Pulmonary arterial hypertension (PAH) is a rare disease with progressive pathology in pulmonary arteries. Although we lack full understanding of PAH pathophysiology, a variety of vascular components are known to be involved in the pathogenesis of PAH. Endothelial dysfunction is one of the most important components, resulting in vasoconstriction and thrombus formation in pulmonary arteries. Muscularization of pulmonary artery with neointima formation contributes to the occlusion of pulmonary arteries. Hyperplasia of smooth muscle cells as well as vasoconstriction are associated with abnormal Ca2+ and K+ transport within smooth muscle cells.

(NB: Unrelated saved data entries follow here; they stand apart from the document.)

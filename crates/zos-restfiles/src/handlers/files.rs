//! /zosmf/restfiles/fs/* — USS file REST endpoints.
//!
//! The capture-less `/zosmf/restfiles/fs` route takes the path from `?path=`;
//! a GET there lists a directory. Under `/zosmf/restfiles/fs/{path}`:
//! GET reads, PUT writes (or runs chmod/chown/chtag when the JSON body has a
//! `request` field), POST creates, DELETE removes.

use std::sync::Arc;

use axum::extract::State;
use axum::routing::get;
use axum::Router;

use super::run;
use crate::envelope::Reply;
use crate::extract::{Body, Capture, Params};
use crate::normalize;
use crate::state::AppState;
use crate::types::error::ErrorResponse;

/// Register USS file routes.
pub fn routes() -> Router<Arc<AppState>> {
    Router::new()
        .route(
            "/zosmf/restfiles/fs",
            get(list_files)
                .put(put_query_path)
                .post(create_query_path)
                .delete(delete_query_path),
        )
        .route(
            "/zosmf/restfiles/fs/{*path}",
            get(read_file).put(put_file).post(create_file).delete(delete_file),
        )
}

async fn list_files(
    State(state): State<Arc<AppState>>,
    Params(query): Params,
) -> Result<Reply, ErrorResponse> {
    run(&state, normalize::list_uss(&query)).await
}

async fn put_query_path(
    State(state): State<Arc<AppState>>,
    Params(query): Params,
    Body(body): Body,
) -> Result<Reply, ErrorResponse> {
    let request =
        normalize::query_path(&query).and_then(|path| normalize::put_uss(&path, &query, &body));
    run(&state, request).await
}

async fn create_query_path(
    State(state): State<Arc<AppState>>,
    Params(query): Params,
    Body(body): Body,
) -> Result<Reply, ErrorResponse> {
    let request =
        normalize::query_path(&query).and_then(|path| normalize::create_uss(&path, &query, &body));
    run(&state, request).await
}

async fn delete_query_path(
    State(state): State<Arc<AppState>>,
    Params(query): Params,
) -> Result<Reply, ErrorResponse> {
    let request =
        normalize::query_path(&query).and_then(|path| normalize::delete_uss(&path, &query));
    run(&state, request).await
}

async fn read_file(
    State(state): State<Arc<AppState>>,
    Capture(path): Capture,
    Params(query): Params,
) -> Result<Reply, ErrorResponse> {
    run(&state, normalize::read_uss(&path, &query)).await
}

async fn put_file(
    State(state): State<Arc<AppState>>,
    Capture(path): Capture,
    Params(query): Params,
    Body(body): Body,
) -> Result<Reply, ErrorResponse> {
    run(&state, normalize::put_uss(&path, &query, &body)).await
}

async fn create_file(
    State(state): State<Arc<AppState>>,
    Capture(path): Capture,
    Params(query): Params,
    Body(body): Body,
) -> Result<Reply, ErrorResponse> {
    run(&state, normalize::create_uss(&path, &query, &body)).await
}

async fn delete_file(
    State(state): State<Arc<AppState>>,
    Capture(path): Capture,
    Params(query): Params,
) -> Result<Reply, ErrorResponse> {
    run(&state, normalize::delete_uss(&path, &query)).await
}
//! In-memory z/OS UNIX file tree.

use std::collections::BTreeMap;

use crate::error::{NativeError, NativeResult};

use super::content_etag;

#[derive(Debug, Clone, PartialEq, Eq)]
enum NodeKind {
    File(String),
    Directory,
}

#[derive(Debug, Clone)]
struct Node {
    kind: NodeKind,
    mode: String,
    owner: String,
    tag: Option<String>,
}

impl Node {
    fn directory(mode: &str, owner: &str) -> Self {
        Self {
            kind: NodeKind::Directory,
            mode: mode.to_string(),
            owner: owner.to_string(),
            tag: None,
        }
    }

    fn is_dir(&self) -> bool {
        self.kind == NodeKind::Directory
    }
}

/// File tree keyed by normalized absolute path.
#[derive(Debug)]
pub(crate) struct UssTree {
    nodes: BTreeMap<String, Node>,
}

/// Strip redundant slashes; the root stays `/`.
fn normalize(path: &str) -> String {
    let parts: Vec<&str> = path.split('/').filter(|p| !p.is_empty() && *p != ".").collect();
    format!("/{}", parts.join("/"))
}

fn parent_of(path: &str) -> Option<&str> {
    if path == "/" {
        return None;
    }
    match path.rfind('/') {
        Some(0) => Some("/"),
        Some(idx) => Some(&path[..idx]),
        None => None,
    }
}

fn child_prefix(dir: &str) -> String {
    if dir == "/" {
        "/".to_string()
    } else {
        format!("{dir}/")
    }
}

fn validate_mode(mode: &str) -> NativeResult<()> {
    if mode.len() == 3 && mode.bytes().all(|b| (b'0'..=b'7').contains(&b)) {
        Ok(())
    } else {
        Err(NativeError::Invalid(format!("invalid permission mode '{mode}'")))
    }
}

impl UssTree {
    /// Tree with `/`, `/tmp`, `/u` and a home directory for `user`.
    pub(crate) fn new(user: &str) -> Self {
        let mut nodes = BTreeMap::new();
        nodes.insert("/".to_string(), Node::directory("755", "OMVSKERN"));
        nodes.insert("/tmp".to_string(), Node::directory("777", "OMVSKERN"));
        nodes.insert("/u".to_string(), Node::directory("755", "OMVSKERN"));
        nodes.insert(
            format!("/u/{}", user.to_ascii_lowercase()),
            Node::directory("755", user),
        );
        Self { nodes }
    }

    fn node(&self, path: &str) -> NativeResult<&Node> {
        self.nodes
            .get(path)
            .ok_or_else(|| NativeError::not_found("path", path))
    }

    /// Paths strictly below `dir`, in sorted order.
    fn descendants(&self, dir: &str) -> Vec<String> {
        let prefix = child_prefix(dir);
        self.nodes
            .range(prefix.clone()..)
            .take_while(|(key, _)| key.starts_with(&prefix))
            .filter(|(key, _)| key.as_str() != dir)
            .map(|(key, _)| key.clone())
            .collect()
    }

    /// Newline-delimited names of the entries of a directory.
    ///
    /// Listing a file yields the file's own name.
    pub(crate) fn list(&self, path: &str) -> NativeResult<String> {
        let path = normalize(path);
        let node = self.node(&path)?;
        if !node.is_dir() {
            let name = path.rsplit('/').next().unwrap_or_default();
            return Ok(format!("{name}\n"));
        }

        let prefix = child_prefix(&path);
        let mut listing = String::from(".\n..\n");
        for child in self.descendants(&path) {
            let name = &child[prefix.len()..];
            if !name.contains('/') {
                listing.push_str(name);
                listing.push('\n');
            }
        }
        Ok(listing)
    }

    pub(crate) fn read(&self, path: &str) -> NativeResult<String> {
        let path = normalize(path);
        match &self.node(&path)?.kind {
            NodeKind::File(data) => Ok(data.clone()),
            NodeKind::Directory => Err(NativeError::Invalid(format!(
                "'{path}' is a directory"
            ))),
        }
    }

    /// Write a file, creating it with mode 644 when absent.
    pub(crate) fn write(
        &mut self,
        path: &str,
        data: &str,
        etag: &str,
        owner: &str,
    ) -> NativeResult<String> {
        let path = normalize(path);
        if !self.nodes.contains_key(&path) {
            self.create_file(&path, "644", owner)?;
        }
        let node = self
            .nodes
            .get_mut(&path)
            .ok_or_else(|| NativeError::not_found("path", path.clone()))?;
        let NodeKind::File(contents) = &mut node.kind else {
            return Err(NativeError::Invalid(format!("'{path}' is a directory")));
        };

        if !etag.is_empty() {
            let current = content_etag(contents);
            if current != etag {
                return Err(NativeError::EtagMismatch {
                    name: path,
                    expected: etag.to_string(),
                    actual: current,
                });
            }
        }

        *contents = data.to_string();
        Ok(content_etag(data))
    }

    pub(crate) fn create_file(&mut self, path: &str, mode: &str, owner: &str) -> NativeResult<()> {
        self.insert(path, NodeKind::File(String::new()), mode, owner)
    }

    pub(crate) fn create_dir(&mut self, path: &str, mode: &str, owner: &str) -> NativeResult<()> {
        self.insert(path, NodeKind::Directory, mode, owner)
    }

    fn insert(&mut self, path: &str, kind: NodeKind, mode: &str, owner: &str) -> NativeResult<()> {
        validate_mode(mode)?;
        let path = normalize(path);
        if self.nodes.contains_key(&path) {
            return Err(NativeError::already_exists("path", path));
        }
        let parent = parent_of(&path).unwrap_or("/");
        match self.nodes.get(parent) {
            Some(node) if node.is_dir() => {}
            Some(_) => {
                return Err(NativeError::Invalid(format!("'{parent}' is not a directory")))
            }
            None => return Err(NativeError::not_found("path", parent)),
        }
        self.nodes.insert(
            path,
            Node {
                kind,
                mode: mode.to_string(),
                owner: owner.to_string(),
                tag: None,
            },
        );
        Ok(())
    }

    pub(crate) fn delete(&mut self, path: &str, recursive: bool) -> NativeResult<()> {
        let path = normalize(path);
        if path == "/" {
            return Err(NativeError::Invalid("cannot delete the root directory".to_string()));
        }
        self.node(&path)?;
        let below = self.descendants(&path);
        if !below.is_empty() && !recursive {
            return Err(NativeError::Invalid(format!("directory not empty: {path}")));
        }
        for child in below {
            self.nodes.remove(&child);
        }
        self.nodes.remove(&path);
        Ok(())
    }

    pub(crate) fn chmod(&mut self, path: &str, mode: &str, recursive: bool) -> NativeResult<()> {
        validate_mode(mode)?;
        self.update(path, recursive, |node| node.mode = mode.to_string())
    }

    pub(crate) fn chown(&mut self, path: &str, owner: &str, recursive: bool) -> NativeResult<()> {
        if owner.trim().is_empty() {
            return Err(NativeError::Invalid("owner cannot be empty".to_string()));
        }
        self.update(path, recursive, |node| node.owner = owner.to_string())
    }

    pub(crate) fn chtag(&mut self, path: &str, tag: &str, recursive: bool) -> NativeResult<()> {
        self.update(path, recursive, |node| {
            if !node.is_dir() {
                node.tag = Some(tag.to_string());
            }
        })
    }

    fn update(
        &mut self,
        path: &str,
        recursive: bool,
        apply: impl Fn(&mut Node),
    ) -> NativeResult<()> {
        let path = normalize(path);
        self.node(&path)?;
        let mut targets = vec![path.clone()];
        if recursive {
            targets.extend(self.descendants(&path));
        }
        for target in targets {
            if let Some(node) = self.nodes.get_mut(&target) {
                apply(node);
            }
        }
        Ok(())
    }

    #[cfg(test)]
    fn describe(&self, path: &str) -> Option<(String, String, Option<String>)> {
        self.nodes
            .get(path)
            .map(|n| (n.mode.clone(), n.owner.clone(), n.tag.clone()))
    }
}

Plasma level of 5-HT (serotonin) and expression of its transporters are elevated in PAH, which also mediates vasoconstriction and hyperplasia of smooth muscle cells. On top of the changes found in vessel itself, alterations in extracellular matrix and a cell-to-cell interaction also play an important role in PAH pathogenesis. Inflammatory process with associated cytokines is believed to generate vascular remodeling and as such inhibitor of these processes can be a potential treatment target for PAH. Thanks to all of this pathological interplay briefly described above, plexiform lesion develops at the late stage of PAH and clinically a high pulmonary vascular resistance ensues, consequently resulting in right ventricular failure. Given prognostic relevance of pulmonary vascular resistance, the understanding of pathogenesis and pathophysiology of PAH is essential in guiding a window to developing novel treatment targets and finally improving prognosis as well as increasing a quality of life in PAH patients.